Group therapy sessions are scheduled at least one to two times per week. Each group session is led by a clinician, usually a psychologist, and lasts between 1.5 and 2 h. The timing and duration depends on the particular clinic’s established program schedule. Group therapy includes a psycho-educational component (i.e., informational material regarding cognitive, emotional, and behavioral aspects of the pain experience). An interactive “pain school” curriculum is also often used. The group leader educates participants about pain issues such as coping, pacing, and stress. The patients may be presented with material outlining and describing the biopsychosocial model to facilitate awareness of these factors. Using the didactic opportunities presented in group therapy, group members may then discuss the information with each other and with the group leader. Members of the group are encouraged to share personal experiences and apply them to the provided psycho-educational material. This serves to reinforce the educational lessons by personalizing the material and facilitating consideration of the impact of pain on each participant’s own quality of life.
Group therapy also allows patients the opportunity to interact with others experiencing pain-related conditions. Appropriate feedback from group members can be a powerful tool in helping patients identify and address concerns about pain, function, treatment, and psychosocial issues, such as sex, childcare, or return to work. Mutual problem solving is facilitated by the group leader. Practical solutions elucidated during group therapy often provide participants with new ideas with which to address problems or open up discussion of previously unconsidered problems.
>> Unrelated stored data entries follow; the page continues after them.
pub mod error;
pub mod params;
pub mod schur;
pub mod reduction;
pub mod minder_shokrollahi;
pub mod chizhov_borodin;

pub use error::*;
pub use chizhov_borodin::ChizhovBorodin;
pub use minder_shokrollahi::MinderShokrollahi;
pub use params::{RmInstance, RmParams};
use std::fmt;

/// Binary vector of fixed length, bit-packed LSB-first into u64 words.
///
/// Codewords, generator rows and solve results are all `Gf2Vector`s; the
/// coordinate index i is bit i of the packed representation.
#[derive(Clone, Debug, PartialEq, Eq)]
pub struct Gf2Vector {
    pub n: usize,        // number of bits
    pub words: Vec<u64>, // bit-packed coordinates, LSB-first
}

impl Gf2Vector {
    #[inline]
    pub fn word_len(n: usize) -> usize {
        (n + 63) / 64
    }

    #[inline]
    fn last_mask(n: usize) -> u64 {
        let r = n & 63;
        if r == 0 { !0u64 } else { (1u64 << r) - 1 }
    }

    #[inline]
    pub(crate) fn mask_tail(&mut self) {
        if let Some(last) = self.words.last_mut() {
            *last &= Self::last_mask(self.n);
        }
    }

    /// All-zero vector of length n.
    pub fn zero(n: usize) -> Self {
        Self {
            n,
            words: vec![0u64; Self::word_len(n)],
        }
    }

    /// All-one vector of length n.
    pub fn ones(n: usize) -> Self {
        let mut v = Self {
            n,
            words: vec![!0u64; Self::word_len(n)],
        };
        v.mask_tail();
        v
    }

    /// Build from set indices (e.g. [0, 2] -> 101000...).
    pub fn from_support(n: usize, support: &[usize]) -> Self {
        let mut words = vec![0u64; Self::word_len(n)];
        for &i in support {
            if i >= n {
                continue;
            }
            words[i / 64] |= 1u64 << (i & 63);
        }
        let mut v = Self { n, words };
        v.mask_tail();
        v
    }

    /// Bit get.
    #[inline]
    pub fn get(&self, i: usize) -> bool {
        if i >= self.n {
            return false;
        }
        (self.words[i / 64] >> (i & 63)) & 1 == 1
    }

    /// Bit set 1.
    #[inline]
    pub fn set(&mut self, i: usize) {
        if i >= self.n {
            return;
        }
        self.words[i / 64] |= 1u64 << (i & 63);
    }

    /// Bit flip.
    #[inline]
    pub fn toggle(&mut self, i: usize) {
        if i >= self.n {
            return;
        }
        self.words[i / 64] ^= 1u64 << (i & 63);
    }

    /// In-place XOR.
    #[inline]
    pub fn xor_in_place(&mut self, other: &Self) {
        assert_eq!(self.n, other.n, "length mismatch");
        for (a, b) in self.words.iter_mut().zip(&other.words) {
            *a ^= *b;
        }
        self.mask_tail();
    }

    /// Component-wise AND, the Schur product of two codewords.
    pub fn and(&self, other: &Self) -> Self {
        assert_eq!(self.n, other.n, "length mismatch");
        let words = self
            .words
            .iter()
            .zip(&other.words)
            .map(|(a, b)| a & b)
            .collect();
        let mut v = Self { n: self.n, words };
        v.mask_tail();
        v
    }

    /// Hamming weight.
    pub fn weight(&self) -> u32 {
        self.words.iter().map(|w| w.count_ones()).sum()
    }

    /// Ordered list of set indices.
    pub fn support(&self) -> Vec<usize> {
        let mut out = Vec::with_capacity(self.weight() as usize);
        for (wi, mut w) in self.words.iter().copied().enumerate() {
            while w != 0 {
                let b = w.trailing_zeros() as usize;
                let i = wi * 64 + b;
                if i < self.n {
                    out.push(i);
                }
                w &= w - 1;
            }
        }
        out
    }

    pub fn is_zero(&self) -> bool {
        self.words.iter().all(|&w| w == 0)
    }
}

impl fmt::Display for Gf2Vector {
    fn fmt(&self, f: &mut fmt::Formatter<'_>) -> fmt::Result {
        for i in 0..self.n {
            f.write_str(if self.get(i) { "1" } else { "0" })?;
        }
        Ok(())
    }
}
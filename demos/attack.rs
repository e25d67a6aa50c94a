use cb4rm::attack::params::RmParams;
use cb4rm::ChizhovBorodin;

fn main() {
    let mut args = std::env::args().skip(1);
    let r: usize = args.next().and_then(|s| s.parse().ok()).unwrap_or(2);
    let m: usize = args.next().and_then(|s| s.parse().ok()).unwrap_or(5);

    let params = RmParams::new(r, m);
    let instance = match params.keygen_from_seed(&[0u8; 32]) {
        Ok(inst) => inst,
        Err(e) => {
            println!("keygen failed: {}", e);
            return;
        }
    };
    let pub_key = instance.get_public_key();
    println!(
        "RM({}, {}) public key: {} x {}",
        r,
        m,
        pub_key.nrows(),
        pub_key.ncols
    );

    let attack = ChizhovBorodin::with_seed(r, m, 1);
    match attack.attack(pub_key) {
        Ok((m_rec, p_rec)) => {
            if attack.check(pub_key, &m_rec, &p_rec) {
                println!("Success! Recovered (M, P) reproduces the public key.");
            } else {
                println!("Fail! Recovered pair does not match the public key.");
            }
        }
        Err(e) => {
            println!("Error during attack: {}", e);
        }
    }
}
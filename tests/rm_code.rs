use cb4rm::codes::rm;
use cb4rm::gf2::Gf2Vector;

#[test]
fn dimensions_match_closed_form() {
    assert_eq!(rm::dimension(1, 4), 5);
    assert_eq!(rm::dimension(2, 5), 16);
    assert_eq!(rm::dimension(3, 6), 42);
    for (r, m) in [(1usize, 4usize), (2, 5), (2, 6), (3, 6)] {
        let g = rm::generator(r, m);
        assert_eq!(g.nrows(), rm::dimension(r, m));
        assert_eq!(g.ncols, 1 << m);
        assert_eq!(g.rank(), g.nrows(), "generator rows dependent");
    }
}

#[test]
fn first_row_is_all_ones() {
    let g = rm::generator(2, 5);
    assert_eq!(g.row(0), &Gf2Vector::ones(32));
}

#[test]
fn rm_1_4_weight_spectrum() {
    // RM(1,4) codewords have weight 0, 8 or 16
    let g = rm::generator(1, 4);
    let k = g.nrows();
    for mask in 0u32..(1 << k) {
        let mut cw = Gf2Vector::zero(16);
        for i in 0..k {
            if (mask >> i) & 1 == 1 {
                cw.xor_in_place(g.row(i));
            }
        }
        assert!(matches!(cw.weight(), 0 | 8 | 16), "weight {}", cw.weight());
    }
}

#[test]
fn minimum_distance_of_rm_2_5() {
    // min distance 2^(m-r) = 8: no nonzero codeword lighter than 8
    let g = rm::generator(2, 5);
    let k = g.nrows();
    for mask in 1u32..(1 << k) {
        let mut cw = Gf2Vector::zero(32);
        for i in 0..k {
            if (mask >> i) & 1 == 1 {
                cw.xor_in_place(g.row(i));
            }
        }
        assert!(cw.weight() >= 8);
    }
}

#[test]
fn dual_of_rm_is_rm() {
    // RM(r,m)^perp = RM(m-1-r, m)
    for (r, m) in [(1usize, 3usize), (1, 4), (2, 5), (2, 6)] {
        let dual = rm::generator(r, m).orthogonal_complement();
        let expected = rm::generator(m - 1 - r, m);
        assert_eq!(dual.echelon_basis(), expected.echelon_basis());
    }
}
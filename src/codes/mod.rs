pub mod rm;
pub mod tools;
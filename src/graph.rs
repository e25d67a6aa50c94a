//! Mutable simple graph over the code coordinates with maximal-clique
//! enumeration, used by the subcode-recovery engine to cluster coordinate
//! co-occurrences into affine inner sets.

/// Undirected graph on nodes 0..n with u64-bitset adjacency.
///
/// All n nodes start present. Consumed cliques are removed with
/// [`CliqueGraph::remove_nodes`]; a later `add_edge` re-inserts its
/// endpoints (the threshold re-scan in the decomposition loop relies on
/// this).
pub struct CliqueGraph {
    n: usize,
    words: usize,
    active: Vec<u64>,
    adj: Vec<Vec<u64>>,
}

impl CliqueGraph {
    pub fn new(n: usize) -> Self {
        let words = (n + 63) / 64;
        let mut active = vec![!0u64; words];
        let rem = n & 63;
        if rem != 0 {
            if let Some(last) = active.last_mut() {
                *last &= (1u64 << rem) - 1;
            }
        }
        Self {
            n,
            words,
            active,
            adj: vec![vec![0u64; words]; n],
        }
    }

    #[inline]
    fn bit_set(set: &mut [u64], i: usize) {
        set[i / 64] |= 1u64 << (i & 63);
    }

    #[inline]
    fn bit_clear(set: &mut [u64], i: usize) {
        set[i / 64] &= !(1u64 << (i & 63));
    }

    #[inline]
    fn bit_get(set: &[u64], i: usize) -> bool {
        (set[i / 64] >> (i & 63)) & 1 == 1
    }

    pub fn add_edge(&mut self, i: usize, j: usize) {
        assert!(i < self.n && j < self.n, "node out of range");
        if i == j {
            return;
        }
        Self::bit_set(&mut self.adj[i], j);
        Self::bit_set(&mut self.adj[j], i);
        Self::bit_set(&mut self.active, i);
        Self::bit_set(&mut self.active, j);
    }

    pub fn has_edge(&self, i: usize, j: usize) -> bool {
        i < self.n && j < self.n && Self::bit_get(&self.adj[i], j)
    }

    /// Delete nodes and all incident edges.
    pub fn remove_nodes(&mut self, nodes: &[usize]) {
        for &v in nodes {
            if v >= self.n {
                continue;
            }
            Self::bit_clear(&mut self.active, v);
            let neighbours: Vec<usize> = iter_bits(&self.adj[v]).collect();
            for u in neighbours {
                Self::bit_clear(&mut self.adj[u], v);
            }
            self.adj[v].iter_mut().for_each(|w| *w = 0);
        }
    }

    /// All maximal cliques of the present nodes (Bron-Kerbosch with
    /// pivoting). Isolated present nodes come out as singleton cliques.
    pub fn maximal_cliques(&self) -> Vec<Vec<usize>> {
        let mut out = Vec::new();
        let mut current = Vec::new();
        let p = self.active.clone();
        let x = vec![0u64; self.words];
        self.bron_kerbosch(&mut current, p, x, &mut out);
        out
    }

    fn bron_kerbosch(
        &self,
        current: &mut Vec<usize>,
        p: Vec<u64>,
        mut x: Vec<u64>,
        out: &mut Vec<Vec<usize>>,
    ) {
        if is_empty(&p) && is_empty(&x) {
            out.push(current.clone());
            return;
        }
        // pivot u maximising |P ∩ N(u)| over P ∪ X
        let mut pivot = None;
        let mut best = 0usize;
        for u in iter_bits(&p).chain(iter_bits(&x)) {
            let deg = intersection_count(&p, &self.adj[u]);
            if pivot.is_none() || deg > best {
                pivot = Some(u);
                best = deg;
            }
        }
        let mut candidates = p.clone();
        if let Some(u) = pivot {
            for (c, a) in candidates.iter_mut().zip(&self.adj[u]) {
                *c &= !a;
            }
        }
        let mut p = p;
        for v in iter_bits(&candidates).collect::<Vec<_>>() {
            let np = intersect(&p, &self.adj[v]);
            let nx = intersect(&x, &self.adj[v]);
            current.push(v);
            self.bron_kerbosch(current, np, nx, out);
            current.pop();
            Self::bit_clear(&mut p, v);
            Self::bit_set(&mut x, v);
        }
    }
}

fn is_empty(set: &[u64]) -> bool {
    set.iter().all(|&w| w == 0)
}

fn intersect(a: &[u64], b: &[u64]) -> Vec<u64> {
    a.iter().zip(b).map(|(x, y)| x & y).collect()
}

fn intersection_count(a: &[u64], b: &[u64]) -> usize {
    a.iter()
        .zip(b)
        .map(|(x, y)| (x & y).count_ones() as usize)
        .sum()
}

fn iter_bits(set: &[u64]) -> impl Iterator<Item = usize> + '_ {
    set.iter().enumerate().flat_map(|(wi, &w)| {
        let mut w = w;
        std::iter::from_fn(move || {
            if w == 0 {
                return None;
            }
            let b = w.trailing_zeros() as usize;
            w &= w - 1;
            Some(wi * 64 + b)
        })
    })
}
Within an interdisciplinary program, both group and individual therapy may facilitate other program-based treatments. For instance, patients may express notable fears about particular medical procedures recommended by the staff physician. By recognizing and exploring this fear in therapy, the patient’s hesitation to participate in the recommended treatment can be addressed. Group therapy serves a similar purpose, in that other group members may offer practical and creative solutions that have been helpful for them. It offers a chance for group members to acknowledge their treatment-related concerns, as well as a forum for stress reduction and problem solving.